[[ Data provided open ]]

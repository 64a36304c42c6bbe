//! Per-event thread contracts.
//!
//! Which thread an event's handlers must run on is configuration, read from
//! [`CoreConfig::event_contracts`]. This module turns those requirements into
//! the [`ThreadContext`] the dispatcher understands.

use std::collections::HashMap;

use core_dispatch::ThreadContext;
use core_runtime::config::{CoreConfig, ThreadRequirement};

/// Event name to [`ThreadContext`] resolution for one session.
#[derive(Debug, Clone)]
pub struct ThreadContracts {
    main: ThreadContext,
    contracts: HashMap<String, ThreadRequirement>,
    default: ThreadRequirement,
}

impl ThreadContracts {
    /// Contracts with no explicit entries; every event requires `main`.
    pub fn new(main: ThreadContext) -> Self {
        Self {
            main,
            contracts: HashMap::new(),
            default: ThreadRequirement::MainThread,
        }
    }

    pub fn from_config(config: &CoreConfig, main: ThreadContext) -> Self {
        Self {
            main,
            contracts: config.event_contracts.clone(),
            default: config.default_requirement,
        }
    }

    pub fn with_contract(mut self, event: impl Into<String>, requirement: ThreadRequirement) -> Self {
        self.contracts.insert(event.into(), requirement);
        self
    }

    /// The designated main thread's context.
    pub fn main(&self) -> &ThreadContext {
        &self.main
    }

    pub fn requirement_for(&self, event: &str) -> ThreadRequirement {
        self.contracts.get(event).copied().unwrap_or(self.default)
    }

    pub fn context_for(&self, event: &str) -> ThreadContext {
        match self.requirement_for(event) {
            ThreadRequirement::MainThread => self.main.clone(),
            ThreadRequirement::Anywhere => ThreadContext::Any,
        }
    }
}
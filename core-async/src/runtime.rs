//! Runtime utilities that abstract over the underlying async executor.
//!
//! [`WorkerRuntime`] is the executor behind the dispatcher's `Worker`
//! context. It is owned explicitly (never a process-wide global) and can be
//! shut down from any thread, including from inside another runtime, without
//! blocking.

use std::future::Future;
use std::io;
use std::sync::atomic::{AtomicUsize, Ordering};
use std::sync::{Arc, Mutex};

pub use tokio::runtime::{Builder, EnterGuard, Handle, Runtime};

use crate::task::JoinHandle;

/// Runs the provided future to completion using a lightweight runtime.
///
/// # Panics
///
/// Panics when the runtime cannot be built or when called from inside an
/// async context.
pub fn block_on<F>(future: F) -> F::Output
where
    F: Future,
{
    Builder::new_current_thread()
        .enable_all()
        .build()
        .expect("core_async::runtime::block_on: failed to build Tokio runtime")
        .block_on(future)
}

/// Multi-threaded runtime dedicated to off-thread work.
///
/// Worker threads are named `{prefix}-{n}` so that thread-aware logging
/// shows where a continuation actually ran.
pub struct WorkerRuntime {
    handle: Handle,
    runtime: Mutex<Option<Runtime>>,
}

impl WorkerRuntime {
    /// Builds a runtime with `threads` async workers and an equally sized
    /// blocking pool.
    pub fn new(threads: usize, prefix: impl Into<String>) -> io::Result<Self> {
        let prefix: String = prefix.into();
        let counter = Arc::new(AtomicUsize::new(0));
        let runtime = Builder::new_multi_thread()
            .worker_threads(threads.max(1))
            .max_blocking_threads(threads.max(1))
            .thread_name_fn(move || {
                let id = counter.fetch_add(1, Ordering::Relaxed);
                format!("{prefix}-{id}")
            })
            .enable_all()
            .build()?;

        Ok(Self {
            handle: runtime.handle().clone(),
            runtime: Mutex::new(Some(runtime)),
        })
    }

    /// Handle usable from any thread to spawn onto this runtime.
    pub fn handle(&self) -> &Handle {
        &self.handle
    }

    /// Spawns a future on the worker runtime.
    pub fn spawn<F>(&self, future: F) -> JoinHandle<F::Output>
    where
        F: Future + Send + 'static,
        F::Output: Send + 'static,
    {
        self.handle.spawn(future)
    }

    /// Runs synchronous work on the worker runtime's blocking pool.
    pub fn spawn_blocking<F, R>(&self, work: F) -> JoinHandle<R>
    where
        F: FnOnce() -> R + Send + 'static,
        R: Send + 'static,
    {
        self.handle.spawn_blocking(work)
    }

    /// Enters the runtime context on the calling thread so that timers and
    /// I/O resources can be created while polling outside a worker.
    pub fn enter(&self) -> EnterGuard<'_> {
        self.handle.enter()
    }

    /// Blocks the calling thread on `future`. Must not be called from inside
    /// an async context.
    pub fn block_on<F: Future>(&self, future: F) -> F::Output {
        self.handle.block_on(future)
    }

    /// Returns `true` once [`shutdown`](Self::shutdown) has run.
    pub fn is_shut_down(&self) -> bool {
        self.runtime
            .lock()
            .map(|guard| guard.is_none())
            .unwrap_or(true)
    }

    /// Shuts the runtime down without waiting for running tasks. Idempotent.
    pub fn shutdown(&self) {
        let runtime = match self.runtime.lock() {
            Ok(mut guard) => guard.take(),
            Err(poisoned) => poisoned.into_inner().take(),
        };
        if let Some(runtime) = runtime {
            runtime.shutdown_background();
        }
    }
}

impl Drop for WorkerRuntime {
    fn drop(&mut self) {
        self.shutdown();
    }
}

impl std::fmt::Debug for WorkerRuntime {
    fn fmt(&self, f: &mut std::fmt::Formatter<'_>) -> std::fmt::Result {
        f.debug_struct("WorkerRuntime")
            .field("shut_down", &self.is_shut_down())
            .finish()
    }
}
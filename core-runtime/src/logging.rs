//! # Logging & Tracing Infrastructure
//!
//! Provides structured logging with the `tracing` crate, supporting:
//! - JSON, pretty-print and compact output formats
//! - Module-level filtering
//! - Thread names on every line (which thread a continuation actually ran
//!   on is the first thing to check when debugging affinity)
//! - Integration with host logging via `LoggerSink`
//!
//! ## Usage
//!
//! ```ignore
//! use core_runtime::logging::{init_logging, LogFormat, LoggingConfig};
//! use bridge_traits::time::{ConsoleLogger, LogLevel};
//! use std::sync::Arc;
//!
//! let config = LoggingConfig::default()
//!     .with_format(LogFormat::Compact)
//!     .with_level(LogLevel::Debug)
//!     .with_logger_sink(Arc::new(ConsoleLogger::default()));
//!
//! init_logging(config).expect("Failed to initialize logging");
//! tracing::info!("Session started");
//! ```
//!
//! ## LoggerSink integration
//!
//! When a sink is configured, every event that survives filtering is
//! mirrored to the host logger as a [`LogEntry`] while still flowing through
//! the standard `tracing` layers.

use crate::error::{Error, Result};

use bridge_traits::time::{LogEntry, LogLevel, LoggerSink};
use core_async::runtime;

use std::collections::HashMap;
use std::fmt;
use std::io;
use std::sync::Arc;

use tracing::field::{Field, Visit};
use tracing::{Event, Subscriber};
use tracing_subscriber::{
    filter::EnvFilter,
    fmt::format::FmtSpan,
    layer::{Context, SubscriberExt},
    registry::LookupSpan,
    util::SubscriberInitExt,
    Layer,
};

/// Crates whose level follows [`LoggingConfig::level`] when no custom filter
/// is given.
const WORKSPACE_TARGETS: &[&str] = &[
    "core_async",
    "core_runtime",
    "core_dispatch",
    "core_cache",
    "core_service",
    "bridge_desktop",
];

/// Log output format
#[derive(Debug, Clone, Copy, PartialEq, Eq)]
pub enum LogFormat {
    /// Human-readable pretty format
    Pretty,
    /// Structured JSON format for machine parsing
    Json,
    /// Compact single-line format
    Compact,
}

impl Default for LogFormat {
    fn default() -> Self {
        #[cfg(debug_assertions)]
        return Self::Pretty;

        #[cfg(not(debug_assertions))]
        return Self::Json;
    }
}

/// Logging configuration
#[derive(Clone)]
pub struct LoggingConfig {
    /// Output format
    pub format: LogFormat,
    /// Minimum log level
    pub level: LogLevel,
    /// Custom filter string (e.g., "core_dispatch=trace,core_cache=debug")
    pub filter: Option<String>,
    /// Optional logger sink for forwarding logs to host
    pub logger_sink: Option<Arc<dyn LoggerSink>>,
    /// Log span enter/exit
    pub enable_spans: bool,
    /// Display target module in logs
    pub display_target: bool,
    /// Display thread names and ids
    pub display_thread_info: bool,
}

impl Default for LoggingConfig {
    fn default() -> Self {
        Self {
            format: LogFormat::default(),
            level: LogLevel::Info,
            filter: None,
            logger_sink: None,
            enable_spans: false,
            display_target: true,
            display_thread_info: true,
        }
    }
}

impl fmt::Debug for LoggingConfig {
    fn fmt(&self, f: &mut fmt::Formatter<'_>) -> fmt::Result {
        f.debug_struct("LoggingConfig")
            .field("format", &self.format)
            .field("level", &self.level)
            .field("filter", &self.filter)
            .field("logger_sink", &self.logger_sink.as_ref().map(|_| "LoggerSink { ... }"))
            .field("enable_spans", &self.enable_spans)
            .field("display_target", &self.display_target)
            .field("display_thread_info", &self.display_thread_info)
            .finish()
    }
}

impl LoggingConfig {
    pub fn with_format(mut self, format: LogFormat) -> Self {
        self.format = format;
        self
    }

    pub fn with_level(mut self, level: LogLevel) -> Self {
        self.level = level;
        self
    }

    pub fn with_filter(mut self, filter: impl Into<String>) -> Self {
        self.filter = Some(filter.into());
        self
    }

    pub fn with_logger_sink(mut self, sink: Arc<dyn LoggerSink>) -> Self {
        self.logger_sink = Some(sink);
        self
    }

    pub fn with_spans(mut self, enable: bool) -> Self {
        self.enable_spans = enable;
        self
    }

    pub fn with_target(mut self, display: bool) -> Self {
        self.display_target = display;
        self
    }

    pub fn with_thread_info(mut self, display: bool) -> Self {
        self.display_thread_info = display;
        self
    }
}

/// Initialize the logging system
///
/// Call once during startup. Subsequent calls return an error.
///
/// # Errors
///
/// Returns [`Error::Config`] if the filter is invalid or a global subscriber
/// is already installed.
pub fn init_logging(config: LoggingConfig) -> Result<()> {
    let filter = build_filter(&config)?;
    let sink_layer = LoggerSinkLayer::new(config.logger_sink.clone());
    let span_events = if config.enable_spans {
        FmtSpan::ACTIVE
    } else {
        FmtSpan::NONE
    };

    let fmt_layer = tracing_subscriber::fmt::layer()
        .with_target(config.display_target)
        .with_thread_ids(config.display_thread_info)
        .with_thread_names(config.display_thread_info)
        .with_span_events(span_events)
        .with_writer(io::stdout);

    let registry = tracing_subscriber::registry().with(filter).with(sink_layer);

    let installed = match config.format {
        LogFormat::Pretty => registry.with(fmt_layer.pretty()).try_init(),
        LogFormat::Compact => registry.with(fmt_layer.compact()).try_init(),
        LogFormat::Json => registry
            .with(
                fmt_layer
                    .json()
                    .flatten_event(true)
                    .with_current_span(config.enable_spans)
                    .with_span_list(config.enable_spans),
            )
            .try_init(),
    };

    installed.map_err(|e| Error::Config(format!("Failed to initialize logging: {}", e)))
}

fn level_name(level: LogLevel) -> &'static str {
    match level {
        LogLevel::Trace => "trace",
        LogLevel::Debug => "debug",
        LogLevel::Info => "info",
        LogLevel::Warn => "warn",
        LogLevel::Error => "error",
    }
}

fn build_filter(config: &LoggingConfig) -> Result<EnvFilter> {
    let filter_string = match &config.filter {
        Some(custom_filter) => custom_filter.clone(),
        None => {
            // Our crates at the configured level, everything else at warn
            let level = level_name(config.level);
            let mut directives = vec!["warn".to_string()];
            directives.extend(
                WORKSPACE_TARGETS
                    .iter()
                    .map(|target| format!("{}={}", target, level)),
            );
            directives.join(",")
        }
    };

    EnvFilter::try_new(filter_string)
        .map_err(|e| Error::Config(format!("Invalid log filter: {}", e)))
}

/// Layer that forwards events to a `LoggerSink` implementation.
struct LoggerSinkLayer {
    sink: Option<Arc<dyn LoggerSink>>,
}

impl LoggerSinkLayer {
    fn new(sink: Option<Arc<dyn LoggerSink>>) -> Self {
        Self { sink }
    }
}

impl<S> Layer<S> for LoggerSinkLayer
where
    S: Subscriber + for<'a> LookupSpan<'a>,
{
    fn on_event(&self, event: &Event<'_>, ctx: Context<'_, S>) {
        let Some(sink) = self.sink.as_ref() else {
            return;
        };

        let metadata = event.metadata();
        let level = tracing_level_to_log_level(*metadata.level());

        if level < sink.min_level() {
            return;
        }

        let mut visitor = SinkVisitor::default();
        event.record(&mut visitor);

        let message = visitor
            .message
            .unwrap_or_else(|| metadata.name().to_string());

        let mut entry = LogEntry::new(level, metadata.target(), message);

        for (key, value) in visitor.fields {
            entry = entry.with_field(key, value);
        }

        if let Some(span) = ctx.lookup_current() {
            entry.span_id = Some(span.name().to_string());
        }

        let sink = Arc::clone(sink);

        // Never block the emitting thread when a runtime is available: the
        // emitter may be a host thread in the middle of a tick.
        if let Ok(handle) = runtime::Handle::try_current() {
            handle.spawn(async move {
                if let Err(err) = sink.log(entry).await {
                    eprintln!("LoggerSink error: {}", err);
                }
            });
            return;
        }

        if let Err(err) = runtime::block_on(async move { sink.log(entry).await }) {
            eprintln!("LoggerSink error: {}", err);
        }
    }
}

#[derive(Default)]
struct SinkVisitor {
    message: Option<String>,
    fields: HashMap<String, String>,
}

impl SinkVisitor {
    fn record_value(&mut self, field: &Field, value: String) {
        if field.name() == "message" {
            self.message = Some(value);
        } else {
            self.fields.insert(field.name().to_string(), value);
        }
    }
}

impl Visit for SinkVisitor {
    fn record_str(&mut self, field: &Field, value: &str) {
        self.record_value(field, value.to_string());
    }

    fn record_i64(&mut self, field: &Field, value: i64) {
        self.record_value(field, value.to_string());
    }

    fn record_u64(&mut self, field: &Field, value: u64) {
        self.record_value(field, value.to_string());
    }

    fn record_bool(&mut self, field: &Field, value: bool) {
        self.record_value(field, value.to_string());
    }

    fn record_error(&mut self, field: &Field, value: &(dyn std::error::Error + 'static)) {
        self.record_value(field, value.to_string());
    }

    fn record_debug(&mut self, field: &Field, value: &dyn fmt::Debug) {
        self.record_value(field, format!("{:?}", value));
    }
}

fn tracing_level_to_log_level(level: tracing::Level) -> LogLevel {
    match level {
        tracing::Level::TRACE => LogLevel::Trace,
        tracing::Level::DEBUG => LogLevel::Debug,
        tracing::Level::INFO => LogLevel::Info,
        tracing::Level::WARN => LogLevel::Warn,
        tracing::Level::ERROR => LogLevel::Error,
    }
}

[[ Data provided closed ]]

(What is required) Pick out each line above that includes "ThreadContext" and show it.

(Output of the exercise)
//! the [`ThreadContext`] the dispatcher understands.
use core_dispatch::ThreadContext;
/// Event name to [`ThreadContext`] resolution for one session.
    main: ThreadContext,
    pub fn new(main: ThreadContext) -> Self {
    pub fn from_config(config: &CoreConfig, main: ThreadContext) -> Self {
    pub fn main(&self) -> &ThreadContext {
    pub fn context_for(&self, event: &str) -> ThreadContext {
            ThreadRequirement::Anywhere => ThreadContext::Any,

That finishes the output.